■ Task statement: From the line containing "self.x + self.width" through the last line of the records, print every line exactly and nothing more.

—————

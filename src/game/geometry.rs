//! Axis-aligned rectangle math used for collision checks

/// An axis-aligned rectangle. `y` grows downward.
#[derive(Debug, Clone, Copy, PartialEq)]
pub struct Rect {
    pub x: f32,
    pub y: f32,
    pub width: f32,
    pub height: f32,
}

impl Rect {
    pub const fn new(x: f32, y: f32, width: f32, height: f32) -> Self {
        Self {
            x,
            y,
            width,
            height,
        }
    }

    /// Overlap test on both axes with half-open intervals, so rectangles
    /// that only share an edge do not intersect.
    pub fn intersects(&self, other: &Rect) -> bool {
        self.x < other.x + other.width
            && other.x < self.x + self.width
            && self.y < other.y + other.height
            && other.y < self.y + self.height
    }
}

/// Free-function form of [`Rect::intersects`]
pub fn intersects(a: &Rect, b: &Rect) -> bool {
    a.intersects(b)
}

—————

■ Written answer:
            && other.x < self.x + self.width
            && self.y < other.y + other.height
            && other.y < self.y + self.height
    }
}

/// Free-function form of [`Rect::intersects`]
pub fn intersects(a: &Rect, b: &Rect) -> bool {
    a.intersects(b)
}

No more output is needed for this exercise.